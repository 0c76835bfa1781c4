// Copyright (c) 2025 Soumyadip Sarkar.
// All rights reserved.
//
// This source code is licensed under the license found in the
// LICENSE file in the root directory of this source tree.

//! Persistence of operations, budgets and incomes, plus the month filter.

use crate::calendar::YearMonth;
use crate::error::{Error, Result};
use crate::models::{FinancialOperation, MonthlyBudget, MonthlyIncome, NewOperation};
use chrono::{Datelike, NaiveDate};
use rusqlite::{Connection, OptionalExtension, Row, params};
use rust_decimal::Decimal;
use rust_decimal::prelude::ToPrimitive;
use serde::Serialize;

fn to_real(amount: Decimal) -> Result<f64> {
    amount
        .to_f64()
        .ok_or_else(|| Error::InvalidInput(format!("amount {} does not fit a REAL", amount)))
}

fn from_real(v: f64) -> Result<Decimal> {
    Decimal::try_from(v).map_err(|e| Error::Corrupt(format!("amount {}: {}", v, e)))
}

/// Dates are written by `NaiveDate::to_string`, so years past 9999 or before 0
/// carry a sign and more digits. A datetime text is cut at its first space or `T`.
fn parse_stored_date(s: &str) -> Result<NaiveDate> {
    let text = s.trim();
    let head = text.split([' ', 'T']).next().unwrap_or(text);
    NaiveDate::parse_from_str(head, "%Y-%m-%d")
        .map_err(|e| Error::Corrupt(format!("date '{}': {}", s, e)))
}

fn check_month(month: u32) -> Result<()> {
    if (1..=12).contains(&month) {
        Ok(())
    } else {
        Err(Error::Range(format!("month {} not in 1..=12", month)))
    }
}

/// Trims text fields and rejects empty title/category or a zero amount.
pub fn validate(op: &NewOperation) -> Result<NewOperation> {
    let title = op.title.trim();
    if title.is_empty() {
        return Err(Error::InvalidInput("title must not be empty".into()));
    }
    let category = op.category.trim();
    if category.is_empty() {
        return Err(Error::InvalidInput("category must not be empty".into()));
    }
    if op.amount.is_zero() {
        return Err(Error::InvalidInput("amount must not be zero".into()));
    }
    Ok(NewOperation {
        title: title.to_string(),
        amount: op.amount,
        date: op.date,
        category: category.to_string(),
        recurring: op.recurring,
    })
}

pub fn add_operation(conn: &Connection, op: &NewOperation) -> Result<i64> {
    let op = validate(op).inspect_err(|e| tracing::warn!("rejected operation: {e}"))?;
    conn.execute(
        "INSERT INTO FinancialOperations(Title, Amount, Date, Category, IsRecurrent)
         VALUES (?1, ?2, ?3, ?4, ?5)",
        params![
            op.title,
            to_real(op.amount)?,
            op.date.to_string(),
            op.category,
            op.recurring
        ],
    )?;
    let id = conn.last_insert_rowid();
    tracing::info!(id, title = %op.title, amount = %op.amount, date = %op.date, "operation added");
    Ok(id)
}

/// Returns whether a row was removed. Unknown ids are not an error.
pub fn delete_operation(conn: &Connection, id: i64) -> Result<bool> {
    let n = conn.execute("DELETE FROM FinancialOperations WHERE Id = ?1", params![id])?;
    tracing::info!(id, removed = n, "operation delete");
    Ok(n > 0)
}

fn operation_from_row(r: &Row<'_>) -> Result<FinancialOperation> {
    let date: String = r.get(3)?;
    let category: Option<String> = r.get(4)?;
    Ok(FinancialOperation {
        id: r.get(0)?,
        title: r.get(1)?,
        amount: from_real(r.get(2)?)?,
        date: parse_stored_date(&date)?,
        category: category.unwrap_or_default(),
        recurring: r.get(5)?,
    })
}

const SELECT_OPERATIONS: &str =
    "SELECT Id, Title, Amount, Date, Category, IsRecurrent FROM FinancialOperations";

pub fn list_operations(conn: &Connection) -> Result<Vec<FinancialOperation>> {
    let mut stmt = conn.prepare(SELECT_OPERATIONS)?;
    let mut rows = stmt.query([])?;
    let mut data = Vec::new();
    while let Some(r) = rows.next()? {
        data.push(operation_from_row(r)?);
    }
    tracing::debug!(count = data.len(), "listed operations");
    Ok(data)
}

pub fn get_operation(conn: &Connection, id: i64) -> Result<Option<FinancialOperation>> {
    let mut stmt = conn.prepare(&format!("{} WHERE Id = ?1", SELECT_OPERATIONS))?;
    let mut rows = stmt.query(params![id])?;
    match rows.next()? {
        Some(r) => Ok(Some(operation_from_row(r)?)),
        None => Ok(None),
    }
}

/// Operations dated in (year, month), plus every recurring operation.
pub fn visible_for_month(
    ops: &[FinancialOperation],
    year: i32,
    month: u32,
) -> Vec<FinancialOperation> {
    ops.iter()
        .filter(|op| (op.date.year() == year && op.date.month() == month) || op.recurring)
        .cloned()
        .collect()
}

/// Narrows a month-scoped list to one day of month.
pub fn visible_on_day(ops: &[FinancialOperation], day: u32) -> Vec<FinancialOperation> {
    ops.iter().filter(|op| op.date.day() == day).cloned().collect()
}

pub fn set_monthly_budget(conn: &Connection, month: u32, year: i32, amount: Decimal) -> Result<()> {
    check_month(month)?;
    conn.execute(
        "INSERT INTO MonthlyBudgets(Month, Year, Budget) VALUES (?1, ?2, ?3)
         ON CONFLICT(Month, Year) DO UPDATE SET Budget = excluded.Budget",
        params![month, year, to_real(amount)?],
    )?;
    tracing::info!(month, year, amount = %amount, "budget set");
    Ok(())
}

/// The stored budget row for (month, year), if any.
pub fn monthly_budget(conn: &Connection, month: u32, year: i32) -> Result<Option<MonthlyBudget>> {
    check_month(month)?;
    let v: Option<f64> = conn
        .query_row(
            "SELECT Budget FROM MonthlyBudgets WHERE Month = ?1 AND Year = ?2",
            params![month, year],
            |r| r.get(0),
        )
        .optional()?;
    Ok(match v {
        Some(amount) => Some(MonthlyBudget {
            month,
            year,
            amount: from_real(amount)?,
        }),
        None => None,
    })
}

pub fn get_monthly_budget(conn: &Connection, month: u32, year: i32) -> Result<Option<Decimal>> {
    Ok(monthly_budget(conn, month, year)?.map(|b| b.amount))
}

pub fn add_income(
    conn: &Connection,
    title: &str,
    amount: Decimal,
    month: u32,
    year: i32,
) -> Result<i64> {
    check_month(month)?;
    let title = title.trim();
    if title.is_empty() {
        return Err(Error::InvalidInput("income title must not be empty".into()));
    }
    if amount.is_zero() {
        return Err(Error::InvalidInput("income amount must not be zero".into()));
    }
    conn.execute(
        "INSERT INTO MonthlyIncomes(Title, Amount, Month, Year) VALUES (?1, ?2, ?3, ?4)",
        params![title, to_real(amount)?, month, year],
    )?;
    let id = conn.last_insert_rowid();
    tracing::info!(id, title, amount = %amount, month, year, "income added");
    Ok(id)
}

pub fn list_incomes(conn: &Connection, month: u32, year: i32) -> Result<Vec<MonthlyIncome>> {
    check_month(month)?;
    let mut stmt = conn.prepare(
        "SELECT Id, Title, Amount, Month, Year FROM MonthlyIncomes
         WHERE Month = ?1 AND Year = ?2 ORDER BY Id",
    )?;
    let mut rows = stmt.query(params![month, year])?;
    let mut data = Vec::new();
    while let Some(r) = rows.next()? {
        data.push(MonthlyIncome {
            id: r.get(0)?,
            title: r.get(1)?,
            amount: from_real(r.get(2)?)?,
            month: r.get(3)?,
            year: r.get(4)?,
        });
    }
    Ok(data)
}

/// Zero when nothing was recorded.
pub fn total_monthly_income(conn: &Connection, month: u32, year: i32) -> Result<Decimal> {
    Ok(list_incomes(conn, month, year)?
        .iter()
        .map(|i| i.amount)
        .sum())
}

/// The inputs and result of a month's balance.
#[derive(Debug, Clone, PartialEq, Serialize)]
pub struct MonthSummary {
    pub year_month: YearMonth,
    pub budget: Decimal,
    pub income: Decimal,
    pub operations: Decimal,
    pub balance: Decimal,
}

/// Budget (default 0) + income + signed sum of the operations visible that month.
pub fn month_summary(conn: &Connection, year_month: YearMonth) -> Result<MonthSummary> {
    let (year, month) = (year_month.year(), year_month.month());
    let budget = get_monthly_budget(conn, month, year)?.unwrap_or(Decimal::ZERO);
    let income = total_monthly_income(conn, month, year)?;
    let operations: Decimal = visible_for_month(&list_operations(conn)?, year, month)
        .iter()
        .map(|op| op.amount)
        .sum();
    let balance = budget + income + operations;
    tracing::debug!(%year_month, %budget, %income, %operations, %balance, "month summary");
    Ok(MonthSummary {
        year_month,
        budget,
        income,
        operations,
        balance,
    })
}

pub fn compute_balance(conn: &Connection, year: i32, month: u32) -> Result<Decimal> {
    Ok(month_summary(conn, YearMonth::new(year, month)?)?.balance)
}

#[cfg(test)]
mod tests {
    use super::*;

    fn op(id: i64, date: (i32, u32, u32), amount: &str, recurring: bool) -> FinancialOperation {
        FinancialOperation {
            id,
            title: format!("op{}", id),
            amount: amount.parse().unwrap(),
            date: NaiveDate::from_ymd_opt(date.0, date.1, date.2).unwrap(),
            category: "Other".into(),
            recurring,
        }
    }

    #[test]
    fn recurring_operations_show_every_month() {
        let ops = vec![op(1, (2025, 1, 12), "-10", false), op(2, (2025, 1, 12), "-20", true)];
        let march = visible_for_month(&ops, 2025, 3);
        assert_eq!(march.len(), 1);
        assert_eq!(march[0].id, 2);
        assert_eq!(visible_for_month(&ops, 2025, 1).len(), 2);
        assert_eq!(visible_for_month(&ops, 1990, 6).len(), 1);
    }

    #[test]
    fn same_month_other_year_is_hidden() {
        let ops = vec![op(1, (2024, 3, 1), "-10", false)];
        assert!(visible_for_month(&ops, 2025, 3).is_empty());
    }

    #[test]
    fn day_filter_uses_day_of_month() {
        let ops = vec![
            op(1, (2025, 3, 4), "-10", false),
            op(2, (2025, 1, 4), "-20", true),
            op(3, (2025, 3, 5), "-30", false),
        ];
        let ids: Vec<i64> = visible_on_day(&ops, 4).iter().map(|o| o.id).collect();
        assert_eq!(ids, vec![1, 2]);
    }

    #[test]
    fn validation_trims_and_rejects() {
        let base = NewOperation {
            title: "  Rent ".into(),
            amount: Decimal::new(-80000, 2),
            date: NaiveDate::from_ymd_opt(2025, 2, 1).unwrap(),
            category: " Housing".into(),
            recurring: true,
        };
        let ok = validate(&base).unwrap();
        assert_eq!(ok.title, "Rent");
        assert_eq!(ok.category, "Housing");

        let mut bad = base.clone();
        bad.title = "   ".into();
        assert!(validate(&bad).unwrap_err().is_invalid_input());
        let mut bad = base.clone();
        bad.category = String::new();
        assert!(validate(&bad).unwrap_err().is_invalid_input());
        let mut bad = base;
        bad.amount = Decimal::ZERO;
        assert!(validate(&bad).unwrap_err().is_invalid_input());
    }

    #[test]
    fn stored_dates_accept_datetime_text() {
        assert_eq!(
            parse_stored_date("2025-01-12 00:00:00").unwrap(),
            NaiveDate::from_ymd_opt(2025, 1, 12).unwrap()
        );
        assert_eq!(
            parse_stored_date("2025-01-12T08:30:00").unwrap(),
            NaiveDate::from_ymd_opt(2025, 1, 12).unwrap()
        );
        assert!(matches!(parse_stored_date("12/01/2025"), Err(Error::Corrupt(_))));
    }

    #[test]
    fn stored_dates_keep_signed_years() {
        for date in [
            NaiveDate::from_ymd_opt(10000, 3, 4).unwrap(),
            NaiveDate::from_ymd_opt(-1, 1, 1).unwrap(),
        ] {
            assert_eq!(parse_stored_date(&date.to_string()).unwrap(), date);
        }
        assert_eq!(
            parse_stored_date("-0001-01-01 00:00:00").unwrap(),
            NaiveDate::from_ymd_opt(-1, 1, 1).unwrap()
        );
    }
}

## ABOUT THIS TASK
Copy, please, every line from the start of the entries down to the line that holds "let text = s.trim();", with both of those lines included and no others.

## SOLUTION TO THIS EXERCISE
repository 0c76835bfa1781c4
// Copyright (c) 2025 Soumyadip Sarkar.
// All rights reserved.
//
// This source code is licensed under the license found in the
// LICENSE file in the root directory of this source tree.

//! Persistence of operations, budgets and incomes, plus the month filter.

use crate::calendar::YearMonth;
use crate::error::{Error, Result};
use crate::models::{FinancialOperation, MonthlyBudget, MonthlyIncome, NewOperation};
use chrono::{Datelike, NaiveDate};
use rusqlite::{Connection, OptionalExtension, Row, params};
use rust_decimal::Decimal;
use rust_decimal::prelude::ToPrimitive;
use serde::Serialize;

fn to_real(amount: Decimal) -> Result<f64> {
    amount
        .to_f64()
        .ok_or_else(|| Error::InvalidInput(format!("amount {} does not fit a REAL", amount)))
}

fn from_real(v: f64) -> Result<Decimal> {
    Decimal::try_from(v).map_err(|e| Error::Corrupt(format!("amount {}: {}", v, e)))
}

/// Dates are written by `NaiveDate::to_string`, so years past 9999 or before 0
/// carry a sign and more digits. A datetime text is cut at its first space or `T`.
fn parse_stored_date(s: &str) -> Result<NaiveDate> {
    let text = s.trim();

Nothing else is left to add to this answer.